Provided records: Begin

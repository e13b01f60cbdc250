// Copyright 2025 the Chemdraw Authors
// SPDX-License-Identifier: Apache-2.0 OR MIT

//! Chemdraw Precise Hit: narrow-phase hit testing for bond layouts.
//!
//! Every [`BondLayout`](chemdraw_bond_layout::BondLayout) carries a boundary
//! polygon that is cheap to test and deliberately generous. This crate answers
//! the finer question of whether a point actually touches the drawn geometry,
//! and how far away it is, so that the closest of several overlapping bonds
//! can be picked.
//!
//! - [`PreciseHitTest`] is the single entry point, implemented for
//!   `BondLayout` and for the small building blocks in [`stroke`].
//! - [`HitParams`] carries the tolerances; [`HitScore`] the result.
//! - [`pick`] returns the closest hit among many layouts.
//!
//! ```rust
//! use chemdraw_bond_layout::{BondEnd, BondOrder, BondSpec, LayoutBuilder};
//! use chemdraw_precise_hit::{HitKind, HitParams, PreciseHitTest};
//! use kurbo::Point;
//!
//! let spec = BondSpec::new(
//!     BondEnd::new(Point::new(0.0, 0.0)),
//!     BondEnd::new(Point::new(20.0, 0.0)),
//!     BondOrder::Single,
//!     20.0,
//! );
//! let layout = LayoutBuilder::default().build(&spec);
//! let params = HitParams::default();
//!
//! let hit = layout.hit_test_local(Point::new(10.0, 0.5), &params).unwrap();
//! assert_eq!(hit.kind, HitKind::Stroke);
//! assert!(layout.hit_test_local(Point::new(10.0, 8.0), &params).is_none());
//! ```
//!
//! This crate is `no_std`.

#![no_std]

extern crate alloc;

use core::cmp::Ordering;

use kurbo::Point;

mod bond;
pub mod stroke;

pub use bond::pick;

/// How a point hit a shape.
#[derive(Clone, Copy, Debug, Eq, PartialEq, Hash)]
pub enum HitKind {
    /// Inside (or within tolerance of) a filled outline.
    Fill,
    /// Within tolerance of a stroked centreline.
    Stroke,
}

/// Tolerances for precise hit tests.
#[derive(Clone, Copy, Debug, PartialEq)]
pub struct HitParams {
    /// Extra distance beyond a stroke's half-width that still counts as a hit.
    pub stroke_tolerance: f64,
    /// Distance outside a filled outline that still counts as a hit.
    pub fill_tolerance: f64,
    /// Half the drawn width of bond lines and squiggles.
    pub line_half_width: f64,
}

impl Default for HitParams {
    fn default() -> Self {
        Self {
            stroke_tolerance: 1.0,
            fill_tolerance: 1.0,
            line_half_width: 0.5,
        }
    }
}

/// Result of a successful hit test.
#[derive(Clone, Copy, Debug, PartialEq)]
pub struct HitScore {
    /// Distance from the query point to the geometry; `0.0` inside fills.
    pub distance: f64,
    /// What was hit.
    pub kind: HitKind,
}

impl HitScore {
    /// Orders by distance, then prefers fills over strokes.
    #[must_use]
    pub fn cmp_distance(&self, other: &Self) -> Ordering {
        self.distance
            .total_cmp(&other.distance)
            .then_with(|| match (self.kind, other.kind) {
                (HitKind::Fill, HitKind::Stroke) => Ordering::Less,
                (HitKind::Stroke, HitKind::Fill) => Ordering::Greater,
                _ => Ordering::Equal,
            })
    }
}

/// Geometry-level hit testing in the shape's own coordinates.
pub trait PreciseHitTest {
    /// Returns a score when `pt` hits the shape under `params`.
    fn hit_test_local(&self, pt: Point, params: &HitParams) -> Option<HitScore>;
}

Provided records: End

> **Task statement**:
State how many lines of the listing include the word "closest". Reply with the number alone.

> **Written reply**:
2